Cambió su nombre al de Camacho, en honor a un zapatero que de escuincle le enseñó mañas y secretos de la vida; por las tardes, se la pasaba charlando con el viejo de gafas y nariz chata, “medallas de juventud”-decía el anciano. Mientras hablaba, un puñado de clavos sobresalía de sus carnosos labios, al tiempo que remachaba suelas y tacones con un pequeño martillo. Lo que más le llamaba la atención, eran unos alacranes colgados de las viejas vigas, carcomidas por las polillas. Algo le decía, que eran más que “amuletos de la buena suerte”.
Camacho, se paseaba por las ensimismadas calles de la ciudad, donde por fin se podía respirar aire puro, se sentaba en algún parque con un termo de café cargado, y leía alguna novela de las tantas que por años habían aguardado en los estantes empolvados. Ya sea porque tenía que trabajar para mantener a los críos, o porque andaba tras de una mujer que le robaba el seso, y no cejaba en su propósito hasta tenerla en su catre, motel, hotel de paso o lujoso apartamento. Según estuviera la situación. Alrededor suyo, palomas picoteaban el suelo, y las ardillas bajaban sin rubor los árboles, mientras, un águila real, avistaba desde la punta de un pino.

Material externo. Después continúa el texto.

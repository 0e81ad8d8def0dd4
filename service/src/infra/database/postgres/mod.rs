//! Postgres [`Database`] implementation.

pub mod client;
pub mod connection;
mod impls;

use deadpool_postgres::Runtime;
use derive_more::{Deref, Display, Error as StdError, From};
use tokio_postgres::{error::SqlState, NoTls};
use tracerr::Traced;

use crate::infra::database;
#[cfg(doc)]
use crate::infra::Database;

pub use refinery::embed_migrations;

pub use self::{
    client::{NonTx, Tx},
    connection::Connection,
};

pub use deadpool_postgres::{Config, PoolConfig};

/// Postgres [`Database`] client.
#[derive(Clone, Debug, Deref)]
pub struct Postgres<T = NonTx>(T);

impl Postgres {
    /// Creates a new [`Postgres`] client with the provided [`Config`].
    ///
    /// # Errors
    ///
    /// If failed to create a new [`Postgres`] client.
    pub fn new(conf: &Config) -> Result<Self, Traced<database::Error>> {
        let pool = conf
            .create_pool(Some(Runtime::Tokio1), NoTls)
            .map_err(tracerr::from_and_wrap!(=> Error))
            .map_err(tracerr::map_from)?;
        Ok(Self(NonTx::from_pool(pool)))
    }
}

/// Postgres database [`Error`].
#[derive(Debug, Display, StdError, From)]
pub enum Error {
    /// [`Connection`] error.
    #[display("`Connection` error: {_0}")]
    Connection(connection::Error),

    /// Error of creating a new [`connection::Pool`] client.
    #[display("Failed to create a new `connection::Pool`: {_0}")]
    PoolCreationError(connection::PoolCreationError),

    /// [`connection::Pool`] error.
    #[display("`connection::Pool` error: {_0}")]
    PoolError(connection::PoolError),

    /// Operation upon an already committed [`connection::Tx`].
    #[display("Transaction is committed already")]
    Committed,
}

impl Error {
    /// Checks if the error is a unique or exclusion violation of the
    /// specified constraint (or of any constraint, if [`None`]).
    #[must_use]
    pub fn is_constraint_violation(&self, constraint: Option<&str>) -> bool {
        match self {
            Self::Connection(e) => {
                let code = e.code();
                let violation = code == Some(&SqlState::UNIQUE_VIOLATION)
                    || code == Some(&SqlState::EXCLUSION_VIOLATION);
                violation
                    && constraint.map_or(true, |c| {
                        e.as_db_error().and_then(|e| e.constraint()) == Some(c)
                    })
            }
            Self::PoolError(..)
            | Self::PoolCreationError(..)
            | Self::Committed => false,
        }
    }
}
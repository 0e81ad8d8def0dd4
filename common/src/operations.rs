//! Abstract operations.

use std::marker::PhantomData;

use crate::Handler;

/// Operation to insert a value.
#[derive(Clone, Copy, Debug)]
pub struct Insert<T>(pub T);

/// Operation to update a value.
#[derive(Clone, Copy, Debug)]
pub struct Update<T>(pub T);

/// Operation to select a value.
#[derive(Clone, Copy, Debug)]
pub struct Select<T>(pub T);

/// Operation to lock a value until the end of the current transaction.
#[derive(Clone, Copy, Debug)]
pub struct Lock<T>(pub T);

/// Operation to start a transaction.
#[derive(Clone, Copy, Debug)]
pub struct Transact;

/// [`Transact`]ed value.
pub type Transacted<T> = <T as Handler<Transact>>::Ok;

/// Operation to commit a transaction.
#[derive(Clone, Copy, Debug)]
pub struct Commit;

/// Selector of `W` by `B`.
#[derive(Clone, Copy, Debug)]
pub struct By<W, B> {
    /// Type of the value to select.
    _what: PhantomData<W>,

    /// Value to select by.
    by: B,
}

impl<W, B> By<W, B> {
    /// Creates a new [`By`] with the given value.
    #[must_use]
    pub fn new(by: B) -> Self {
        Self {
            _what: PhantomData,
            by,
        }
    }

    /// Consumes this [`By`] and returns the inner value.
    #[must_use]
    pub fn into_inner(self) -> B {
        self.by
    }
}
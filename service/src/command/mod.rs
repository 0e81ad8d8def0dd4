//! [`Command`] definition.

pub mod authorize_user_session;
pub mod cancel_booking;
pub mod create_booking;
pub mod create_hotel;
pub mod create_review;
pub mod create_room;
pub mod create_user;
pub mod create_user_session;

/// [`Command`] of the [`Service`].
///
/// [`Service`]: crate::Service
pub use common::Handler as Command;

pub use self::{
    authorize_user_session::AuthorizeUserSession,
    cancel_booking::CancelBooking, create_booking::CreateBooking,
    create_hotel::CreateHotel, create_review::CreateReview,
    create_room::CreateRoom, create_user::CreateUser,
    create_user_session::CreateUserSession,
};
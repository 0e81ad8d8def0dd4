//! [`Hotel`]-related endpoints.

use axum::{
    extract::{
        rejection::{JsonRejection, PathRejection, QueryRejection},
        Path, Query,
    },
    Json,
};
use common::Money;
use rust_decimal::Decimal;
use serde::{Deserialize, Serialize};
use service::{
    command::{self, Command as _},
    domain::{self, hotel, room, user::Role},
    policy, query, read, Query as _,
};

use crate::{
    api::{self, valid},
    define_error, AsError, Context, Error,
};

/// [`Hotel`] representation in the HTTP API.
#[derive(Clone, Debug, Serialize)]
#[serde(rename_all = "camelCase")]
pub struct Hotel {
    /// ID of this [`Hotel`].
    pub id: hotel::Id,

    /// ID of the [`User`] owning this [`Hotel`].
    ///
    /// [`User`]: domain::User
    pub owner_id: domain::user::Id,

    /// Name of this [`Hotel`].
    pub name: hotel::Name,

    /// Description of this [`Hotel`], if any.
    pub description: Option<hotel::Description>,

    /// City this [`Hotel`] is located in.
    pub city: hotel::City,

    /// Country this [`Hotel`] is located in.
    pub country: hotel::Country,

    /// Amenities of this [`Hotel`].
    pub amenities: Vec<hotel::Amenity>,

    /// Average review score of this [`Hotel`], if it has been reviewed.
    #[serde(with = "rust_decimal::serde::float_option")]
    pub rating: Option<Decimal>,

    /// Number of reviews of this [`Hotel`].
    pub total_reviews: u32,
}

impl From<domain::Hotel> for Hotel {
    fn from(hotel: domain::Hotel) -> Self {
        Self {
            id: hotel.id,
            owner_id: hotel.owner_id,
            name: hotel.name,
            description: hotel.description,
            city: hotel.city,
            country: hotel.country,
            amenities: hotel.amenities,
            rating: hotel.rating.average,
            total_reviews: hotel.rating.total_reviews,
        }
    }
}

/// [`Room`] representation in the HTTP API.
#[derive(Clone, Debug, Serialize)]
#[serde(rename_all = "camelCase")]
pub struct Room {
    /// ID of this [`Room`].
    pub id: room::Id,

    /// ID of the [`Hotel`] this [`Room`] belongs to.
    pub hotel_id: hotel::Id,

    /// Number of this [`Room`] within its [`Hotel`].
    pub room_number: room::Number,

    /// Type of this [`Room`].
    pub room_type: room::Kind,

    /// Price of a single night in this [`Room`].
    #[serde(with = "rust_decimal::serde::float")]
    pub price_per_night: Decimal,

    /// Maximum number of guests this [`Room`] accommodates.
    pub max_occupancy: u16,
}

impl From<domain::Room> for Room {
    fn from(room: domain::Room) -> Self {
        Self {
            id: room.id,
            hotel_id: room.hotel_id,
            room_number: room.number,
            room_type: room.kind,
            price_per_night: room.price.get().amount(),
            max_occupancy: room.max_occupancy.get(),
        }
    }
}

/// Request body of the [`create()`] endpoint.
#[derive(Debug, Deserialize)]
pub struct CreateRequest {
    /// Name of a new [`Hotel`].
    pub name: String,

    /// Description of a new [`Hotel`].
    #[serde(default)]
    pub description: Option<String>,

    /// City of a new [`Hotel`].
    pub city: String,

    /// Country of a new [`Hotel`].
    pub country: String,

    /// Amenities of a new [`Hotel`].
    #[serde(default)]
    pub amenities: Vec<String>,
}

impl CreateRequest {
    /// Validates this [`CreateRequest`] into a [`command::CreateHotel`]
    /// issued by the provided [`policy::Caller`].
    fn into_command(
        self,
        caller: policy::Caller,
    ) -> Result<command::CreateHotel, Error> {
        let Self {
            name,
            description,
            city,
            country,
            amenities,
        } = self;

        Ok(command::CreateHotel {
            caller,
            name: valid(hotel::Name::new(name))?,
            description: description
                .map(|d| valid(hotel::Description::new(d)))
                .transpose()?,
            city: valid(hotel::City::new(city))?,
            country: valid(hotel::Country::new(country))?,
            amenities: amenities
                .into_iter()
                .map(|a| valid(hotel::Amenity::new(a)))
                .collect::<Result<_, _>>()?,
        })
    }
}

/// Creates a new [`Hotel`] owned by the caller.
///
/// # Errors
///
/// Possible error codes:
/// - `UNAUTHORIZED` - the request is not authenticated;
/// - `FORBIDDEN` - the caller is not an owner;
/// - `INVALID_REQUEST` - the request body is invalid.
#[tracing::instrument(skip_all, fields(http.route = "POST /hotels"))]
pub async fn create(
    ctx: Context,
    body: Result<Json<CreateRequest>, JsonRejection>,
) -> api::Created<Hotel> {
    policy::create_hotel(ctx.caller())
        .ok()
        .map_err(AsError::into_error)?;
    let Json(body) = body?;

    let hotel = ctx
        .service()
        .execute(body.into_command(ctx.caller())?)
        .await
        .map_err(AsError::into_error)?;

    Ok(api::created(hotel.into()))
}

/// Request body of the [`add_room()`] endpoint.
#[derive(Debug, Deserialize)]
#[serde(rename_all = "camelCase")]
pub struct AddRoomRequest {
    /// Number of a new [`Room`].
    pub room_number: String,

    /// Type of a new [`Room`].
    pub room_type: String,

    /// Nightly price of a new [`Room`].
    pub price_per_night: Money,

    /// Maximum number of guests of a new [`Room`].
    pub max_occupancy: u16,
}

impl AddRoomRequest {
    /// Validates this [`AddRoomRequest`] into a [`command::CreateRoom`] for
    /// the provided [`Hotel`].
    fn into_command(
        self,
        caller: policy::Caller,
        hotel_id: hotel::Id,
    ) -> Result<command::CreateRoom, Error> {
        let Self {
            room_number,
            room_type,
            price_per_night,
            max_occupancy,
        } = self;

        Ok(command::CreateRoom {
            caller,
            hotel_id,
            number: valid(room::Number::new(room_number))?,
            kind: valid(room::Kind::new(room_type))?,
            price: valid(room::Price::new(price_per_night))?,
            max_occupancy: valid(room::Occupancy::new(max_occupancy))?,
        })
    }
}

/// Adds a new [`Room`] to the [`Hotel`] owned by the caller.
///
/// # Errors
///
/// Possible error codes:
/// - `UNAUTHORIZED` - the request is not authenticated;
/// - `FORBIDDEN` - the caller doesn't own the [`Hotel`];
/// - `INVALID_REQUEST` - the request body is invalid;
/// - `HOTEL_NOT_FOUND` - the [`Hotel`] doesn't exist;
/// - `ROOM_ALREADY_EXISTS` - the room number is occupied in the [`Hotel`].
#[tracing::instrument(
    skip_all,
    fields(http.route = "POST /hotels/:hotel_id/rooms"),
)]
pub async fn add_room(
    ctx: Context,
    hotel_id: Result<Path<hotel::Id>, PathRejection>,
    body: Result<Json<AddRoomRequest>, JsonRejection>,
) -> api::Created<Room> {
    policy::require(ctx.caller(), Role::Owner)
        .ok()
        .map_err(AsError::into_error)?;
    let Path(hotel_id) = hotel_id?;
    let Json(body) = body?;

    let room = ctx
        .service()
        .execute(body.into_command(ctx.caller(), hotel_id)?)
        .await
        .map_err(AsError::into_error)?;

    Ok(api::created(room.into()))
}

/// Query parameters of the [`list()`] endpoint.
#[derive(Debug, Default, Deserialize)]
#[serde(rename_all = "camelCase")]
pub struct ListParams {
    /// City the listed [`Hotel`]s are located in.
    pub city: Option<String>,

    /// Country the listed [`Hotel`]s are located in.
    pub country: Option<String>,

    /// Lower bound of a [`Room`] nightly price.
    pub min_price: Option<Money>,

    /// Upper bound of a [`Room`] nightly price.
    pub max_price: Option<Money>,

    /// Lower bound of a [`Hotel`] rating.
    pub min_rating: Option<Decimal>,
}

impl TryFrom<ListParams> for read::hotel::list::Filter {
    type Error = Error;

    fn try_from(params: ListParams) -> Result<Self, Self::Error> {
        let ListParams {
            city,
            country,
            min_price,
            max_price,
            min_rating,
        } = params;

        Ok(Self {
            city: city.map(|c| valid(hotel::City::new(c))).transpose()?,
            country: country
                .map(|c| valid(hotel::Country::new(c)))
                .transpose()?,
            min_price,
            max_price,
            min_rating,
        })
    }
}

/// [`Hotel`] list item representation in the HTTP API.
#[derive(Clone, Debug, Serialize)]
#[serde(rename_all = "camelCase")]
pub struct ListItem {
    /// Listed [`Hotel`].
    #[serde(flatten)]
    pub hotel: Hotel,

    /// Lowest nightly price among the [`Room`]s of the [`Hotel`].
    #[serde(with = "rust_decimal::serde::float_option")]
    pub min_price_per_night: Option<Decimal>,
}

impl From<read::hotel::list::Item> for ListItem {
    fn from(item: read::hotel::list::Item) -> Self {
        Self {
            hotel: item.hotel.into(),
            min_price_per_night: item.min_price.map(|p| p.amount()),
        }
    }
}

/// Lists [`Hotel`]s matching the provided query parameters.
///
/// # Errors
///
/// Possible error codes:
/// - `UNAUTHORIZED` - the request is not authenticated;
/// - `INVALID_REQUEST` - the query parameters are invalid.
#[tracing::instrument(skip_all, fields(http.route = "GET /hotels"))]
pub async fn list(
    ctx: Context,
    params: Result<Query<ListParams>, QueryRejection>,
) -> api::Result<Vec<ListItem>> {
    let Query(params) = params?;

    let items = ctx
        .service()
        .execute(query::hotels::List::by(params.try_into()?))
        .await
        .map_err(AsError::into_error)?;

    Ok(api::Envelope::success(
        items.into_iter().map(Into::into).collect(),
    ))
}

/// [`Hotel`] details representation in the HTTP API.
#[derive(Clone, Debug, Serialize)]
pub struct Details {
    /// Requested [`Hotel`].
    #[serde(flatten)]
    pub hotel: Hotel,

    /// All the [`Room`]s of the [`Hotel`].
    pub rooms: Vec<Room>,
}

/// Returns the [`Hotel`] with all its [`Room`]s.
///
/// # Errors
///
/// Possible error codes:
/// - `UNAUTHORIZED` - the request is not authenticated;
/// - `INVALID_REQUEST` - the [`Hotel`] ID is malformed;
/// - `HOTEL_NOT_FOUND` - the [`Hotel`] doesn't exist.
#[tracing::instrument(skip_all, fields(http.route = "GET /hotels/:hotel_id"))]
pub async fn details(
    ctx: Context,
    hotel_id: Result<Path<hotel::Id>, PathRejection>,
) -> api::Result<Details> {
    let Path(hotel_id) = hotel_id?;

    let hotel = ctx
        .service()
        .execute(query::hotel::ById::by(hotel_id))
        .await
        .map_err(AsError::into_error)?
        .ok_or_else(|| Error::from(NotFoundError::Hotel))?;
    let rooms = ctx
        .service()
        .execute(query::hotel::Rooms::by(hotel_id))
        .await
        .map_err(AsError::into_error)?;

    Ok(api::Envelope::success(Details {
        hotel: hotel.into(),
        rooms: rooms.into_iter().map(Into::into).collect(),
    }))
}

define_error! {
    enum NotFoundError {
        #[code = "HOTEL_NOT_FOUND"]
        #[status = NOT_FOUND]
        #[message = "`Hotel` does not exist"]
        Hotel,
    }
}

impl AsError for command::create_hotel::ExecutionError {
    fn try_as_error(&self) -> Option<Error> {
        match self {
            Self::Db(e) => e.try_as_error(),
            Self::Forbidden(r) => r.try_as_error(),
        }
    }
}

impl AsError for command::create_room::ExecutionError {
    fn try_as_error(&self) -> Option<Error> {
        define_error! {
            enum Error {
                #[code = "ROOM_ALREADY_EXISTS"]
                #[status = BAD_REQUEST]
                #[message = "Room number is occupied in the `Hotel`"]
                RoomNumberOccupied,
            }
        }

        match self {
            Self::Db(e) => e.try_as_error(),
            Self::Forbidden(r) => r.try_as_error(),
            Self::HotelNotExists(_) => Some(NotFoundError::Hotel.into()),
            Self::RoomNumberOccupied(_) => {
                Some(Error::RoomNumberOccupied.into())
            }
        }
    }
}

Después, vino la prole de nietos, bisnietos, y más hijos…que ya no sabía si eran suyos o se los habían endilgado alguna de sus temporales amantes. Ninguno se le parecía, ni en lo físico ni en los modales.
En los tianguis o mercados le tenían buena lid, su patriarcal figura se imponía en puestos de barbacoa o pulquerías de mala muerte, atestadas de personajes provenientes de los cofines más dudosos del mundo subterráneo Ahí se enteraba de los últimos decesos, nacimientos, amasiatos y separaciones; le gustaba convivir los tragos con “El Puro Lino” y Mondragón, viejos teporochos que en sus mejores tiempos lucían a las mujeres más bellas. Al último, le habían cortado una pierna por tener pie diabético. Sin embargo, se le veía feliz. Posiblemente, porque usaba un carro de pedales, que por alguna extraña razón manejaba en contra circuito. Con una grabadora de pilas, adherida a un plotter de campaña, que la hacía de toldo.
La última guarapeta de Puro Lino, le duró mes y medio con lo que recolectado “para pagar los funerales del “Cojo Mondragón”. Al supuesto occiso no le molestó el infundio, sino que el malandro no compartiera parte de la recolecta.
De regreso, Camacho pasaba por la zona roja, que paradójicamente y en tiempos de pandemia, había más chicas que de costumbre. Y eso que las sacrosantas autoridades municipales, pasaban por las solitarias calles de la ciudad “exhortando” a los ciudadanos y ciudadanas, a que se refugiaran en sus casas, mínimamente un mes.
Saludaba con beso y efusivo abrazo a Julieta y a la Culichi. Por las noches, pasaba por alguna de ellas para cenar tacos, pero con la cuarentena, hasta el Güero había cerrado su puesto ambulante. Se tenían que conformar con unos cafés aguados y una mulita “para llevar”, de uno de los Oxxos, que a toda hora estaban abiertos.
Se pararon en el puente unos instantes, el agua se había limpiado debido a la erradicada contaminación, la luna de esa noche, se reflejaba total en el relajado rio de mayo.